*TASK DIRECTIONS:* Pick out each line in these entries that contains the string "enum".

*DATA RECORDS:*
pub mod bridge;
pub mod catalog;
pub mod model;
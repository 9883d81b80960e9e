use thiserror::Error;

/// Failure while retrieving a layer or the layer list from a feature source.
#[derive(Error, Debug, Clone, PartialEq, Eq)]
pub enum FetchError {
    #[error("transport failure: {0}")]
    Transport(String),
    #[error("server answered {code}: {body}")]
    Status { code: u16, body: String },
    #[error("could not decode response: {0}")]
    Decode(String),
}

/// Common error type for dashboard operations.
#[derive(Error, Debug, Clone, PartialEq, Eq)]
pub enum DashboardError {
    #[error("layer {layer} returned no features")]
    EmptyResult { layer: String },
    #[error(transparent)]
    Fetch(#[from] FetchError),
    #[error("invalid request: {0}")]
    InvalidRequest(String),
}

pub type DashboardResult<T> = Result<T, DashboardError>;

impl DashboardError {
    /// Text shown to the user in the transient message area.
    pub fn user_message(&self) -> String {
        match self {
            DashboardError::EmptyResult { layer } => {
                format!("No se encontraron datos para {layer}.")
            }
            DashboardError::Fetch(_) => {
                "No se pudo cargar la capa. Intente de nuevo más tarde.".to_string()
            }
            DashboardError::InvalidRequest(reason) => format!("Solicitud inválida: {reason}"),
        }
    }
}

#[cfg(test)]
mod tests {
    use super::*;

    #[test]
    fn fetch_error_converts_into_dashboard_error() {
        let err: DashboardError = FetchError::Transport("connection refused".into()).into();
        assert!(matches!(err, DashboardError::Fetch(FetchError::Transport(_))));
        assert_eq!(err.to_string(), "transport failure: connection refused");
    }

    #[test]
    fn empty_result_message_names_layer() {
        let err = DashboardError::EmptyResult {
            layer: "focos_2024".into(),
        };
        assert_eq!(err.user_message(), "No se encontraron datos para focos_2024.");
    }

    #[test]
    fn user_messages_are_in_spanish() {
        let fetch: DashboardError = FetchError::Transport("timeout".into()).into();
        assert_eq!(
            fetch.user_message(),
            "No se pudo cargar la capa. Intente de nuevo más tarde."
        );
        let invalid = DashboardError::InvalidRequest("nombre de capa vacío".into());
        assert_eq!(invalid.user_message(), "Solicitud inválida: nombre de capa vacío");
    }
}
pub mod profile;
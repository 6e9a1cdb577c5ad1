use serde::{Deserialize, Serialize};
use std::fmt;

/// Meal slot classification. Snack fills the 4th and 5th daily slots when a
/// plan requests more than three meals per day.
#[derive(Debug, Clone, Copy, PartialEq, Eq, Hash, Serialize, Deserialize)]
#[serde(rename_all = "snake_case")]
pub enum MealType {
    Breakfast,
    Lunch,
    Dinner,
    Snack,
}

impl MealType {
    pub fn as_str(&self) -> &str {
        match self {
            MealType::Breakfast => "breakfast",
            MealType::Lunch => "lunch",
            MealType::Dinner => "dinner",
            MealType::Snack => "snack",
        }
    }
}

impl fmt::Display for MealType {
    fn fmt(&self, f: &mut fmt::Formatter<'_>) -> fmt::Result {
        f.write_str(self.as_str())
    }
}

fn default_locale() -> String {
    "en".to_string()
}

/// Candidate meal data needed by the matching engine.
///
/// Nutrition fields are per serving and optional; absent values count as 0
/// when scoring. `dietary_tags` carries both positive claims ("vegan",
/// "halal") and explicit allergen-content claims ("contains_dairy").
/// Seed meals are system-curated and owned by no user; generated meals carry
/// the creating user's id. The engine never mutates a candidate.
#[derive(Debug, Clone, PartialEq, Serialize, Deserialize)]
pub struct MealForMatching {
    pub id: String,
    pub name: String,
    pub meal_type: MealType,
    pub calories: Option<f32>,
    pub protein_g: Option<f32>,
    pub carbs_g: Option<f32>,
    pub fats_g: Option<f32>,
    pub prep_time_min: Option<u32>,
    #[serde(default)]
    pub dietary_tags: Vec<String>,
    pub cuisine: Option<String>,
    #[serde(default = "default_locale")]
    pub locale: String,
    #[serde(default)]
    pub is_seed: bool,
    pub owner_id: Option<String>,
}

impl MealForMatching {
    /// Exact-match tag lookup. Tags are a controlled lowercase vocabulary,
    /// so matching is case-sensitive.
    pub fn has_dietary_tag(&self, tag: &str) -> bool {
        self.dietary_tags.iter().any(|t| t == tag)
    }
}
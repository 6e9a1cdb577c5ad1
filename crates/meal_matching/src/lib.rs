pub mod dietary_filter;
pub mod error;
pub mod matcher;
pub mod scoring;
pub mod swap;
pub mod types;

pub use dietary_filter::{filter_admissible, is_admissible};
pub use error::MealMatchingError;
pub use matcher::{
    build_weekly_plan, EmptySlotPolicy, PlanDay, PlanEntry, PlanSettings, PlanTotals, Relaxation,
    SkippedSlot, WeeklyPlan,
};
pub use scoring::score_meal;
pub use swap::{find_swap_candidate, DietaryTag, MacroTarget, SwapType};
pub use types::{MealForMatching, MealType};
pub mod error;
pub mod targets;

pub use error::NutritionError;
pub use targets::{
    daily_targets, ActivityLevel, BodyMetrics, NutritionTargets, Sex, MIN_DAILY_CALORIES,
};
use anyhow::Result;
use tracing_subscriber::{fmt, layer::SubscriberExt, util::SubscriberInitExt, EnvFilter, Layer};

/// Initialize tracing and logging
///
/// This sets up:
/// - Structured JSON logging (for production)
/// - Console logging (for development)
/// - Environment-based log level filtering
pub fn init_observability(log_level: &str) -> Result<()> {
    let env_filter =
        EnvFilter::try_from_default_env().unwrap_or_else(|_| EnvFilter::new(log_level));

    // Determine if we should use JSON logging (production) or pretty console (development)
    let is_production = std::env::var("ENVIRONMENT")
        .map(|env| env == "production")
        .unwrap_or(false);

    if is_production {
        tracing_subscriber::registry()
            .with(fmt::layer().json().with_filter(env_filter))
            .try_init()?;
    } else {
        tracing_subscriber::registry()
            .with(fmt::layer().with_target(true).with_filter(env_filter))
            .try_init()?;
    }

    tracing::info!(log_level, "Observability initialized");

    Ok(())
}
use thiserror::Error;

#[derive(Error, Debug)]
pub enum NutritionError {
    #[error("Invalid body metrics: {field} must be {expected}, got {got}")]
    InvalidMetrics {
        field: &'static str,
        expected: &'static str,
        got: f32,
    },
}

*OUTPUT FOR THIS TASK:*
pub enum FetchError {
pub enum DashboardError {
pub enum MealType {
pub enum NutritionError {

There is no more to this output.